Objectives: The primary objective of this paper is to evaluate the correctness of the algorithm Gesture Recognition that is one of the parts of our novel method ‘Braille coded gesture pattern interaction method”; and to study the performance of Eyedroid system using the statistical methodologies. Methods/Statistical Analysis: The algorithm for gesture recognition was developed and implemented in C program to check the correctness of each step of algorithm. The gesture input parameters Swipe-Minimum-Distance, Swipe-Threshold-Velocity are defined with range of values. Varying gesture input range of values within domain and out of domain results the expected solution space. Our gesture recognition algorithm is developed for 2D touch surface. The Real time experiments were conducted for 12 blind fold subjects to observe the different versions Eyedroid-A(E-A), Eyedroid-B(E-B) of gesture recognition algorithm perceptions, being implemented in smart phones. The mean WPM for 10 trials was recorded for 12 subjects with E-A and E-B. The two tailed paired t test is performed for the mean dependent sample data of wpm.

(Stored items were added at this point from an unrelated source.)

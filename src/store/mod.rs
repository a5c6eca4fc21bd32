//! In-process command layer over SQLite.
//!
//! Answers the same commands as the clinic backend, in the same uneven shapes: household
//! detail arrives nested under `household` with snake_case columns, household lists and
//! patients are flattened camelCase, medical records come wrapped in a `record` envelope,
//! attachment pages sit under `data`, and appointment times are RFC 3339 text.

use std::path::Path;
use std::str::FromStr;

use futures::future::BoxFuture;
use serde_json::{json, Map, Value};
use sqlx::sqlite::{SqliteConnectOptions, SqliteJournalMode, SqlitePoolOptions};
use sqlx::SqlitePool;
use tracing::debug;

use crate::command::CommandInvoker;
use crate::error::{BACKEND_BAD_ARGS, BACKEND_NOT_FOUND, BACKEND_UNKNOWN_COMMAND};
use crate::id::new_uuid_v7;
use crate::time::{now_ms, parse_timestamp_ms, to_rfc3339_ms};
use crate::{AppError, AppResult};

pub mod migrate;
mod rows;

use rows::{
    arg_i64, arg_str, bind_value, camelize, opt_bool, opt_i64, row_to_value, writable_columns,
    Table, APPOINTMENTS, ATTACHMENTS, CONTACTS, HOUSEHOLDS, MEDICAL_RECORDS, PATIENTS, PEOPLE,
};

const DEFAULT_PAGE_SIZE: i64 = 50;

#[derive(Clone)]
pub struct SqliteCommandLayer {
    pool: SqlitePool,
}

fn not_found(table: &str, id: i64) -> AppError {
    AppError::new(BACKEND_NOT_FOUND, "Record not found")
        .with_context("table", table.to_string())
        .with_context("id", id.to_string())
}

fn args_object(args: Value) -> AppResult<Map<String, Value>> {
    match args {
        Value::Object(map) => Ok(map),
        Value::Null => Ok(Map::new()),
        other => Err(AppError::new(BACKEND_BAD_ARGS, "Arguments must be an object")
            .with_context("received", other.to_string())),
    }
}

fn flags_to_bool(mut row: Value, columns: &[&str]) -> Value {
    if let Some(map) = row.as_object_mut() {
        for column in columns {
            if let Some(flag) = map.get(*column).and_then(Value::as_i64) {
                map.insert((*column).to_string(), Value::Bool(flag != 0));
            }
        }
    }
    row
}

fn timestamps_to_text(mut row: Value, columns: &[&str]) -> Value {
    if let Some(map) = row.as_object_mut() {
        for column in columns {
            if let Some(ms) = map.get(*column).and_then(Value::as_i64) {
                map.insert((*column).to_string(), Value::String(to_rfc3339_ms(ms)));
            }
        }
    }
    row
}

/// Appointment times arrive as RFC 3339 text or epoch milliseconds; columns hold milliseconds.
fn times_to_ms(mut args: Map<String, Value>) -> AppResult<Map<String, Value>> {
    for column in ["start_time", "end_time"] {
        if let Some(Value::String(text)) = args.get(column) {
            let ms = parse_timestamp_ms(text).ok_or_else(|| {
                AppError::new(BACKEND_BAD_ARGS, "Unreadable timestamp").with_context("field", column)
            })?;
            args.insert(column.to_string(), Value::from(ms));
        }
    }
    Ok(args)
}

fn history_values(raw: &str) -> AppResult<Map<String, Value>> {
    match serde_json::from_str(raw)? {
        Value::Object(map) => Ok(map),
        other => Err(AppError::new(BACKEND_BAD_ARGS, "History entry is not an object")
            .with_context("received", other.to_string())),
    }
}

Findings: The existing 3D gesture recognition algorithm Derivative Dynamic Time Warping (DDTW) analyzed by Katarzyna Barczewska, Aleksandra Drozd, 2013 was proven to be efficient method for air fly environment. Our gesture recognition algorithm is developed for 2D touch surface found to be effective by the results of algorithm test. Gesture Recognition algorithm finds the mal gestures and the results proved that there is a significant difference in respect of blind subjects for two different Eyedroid versions. The observed data reveals E-B (mean WPM=14.95) is easy to use than E-A (mean WPM=12) as the number of words entered per minute by E-B is higher than E-A. Our Eyedroid with WPM is 14.95 is obtained to be better interactive system than the existing “Adaptive interaction Technique” system developed by Georgios Y fantidis Grigori Evreinov, 2005 confirms WPM is 12. Applications/Improvements: The implication is our Braille coded gesture pattern that enables visually challenged ones to enter more number of words than by the existing system. Our interaction method is deployable at all kinds of touchable devices.

Keywords

Eyedroid-Braille Coded Gesture Pattern, Gesture Recognition Algorithm, t Test for Mobile Interaction.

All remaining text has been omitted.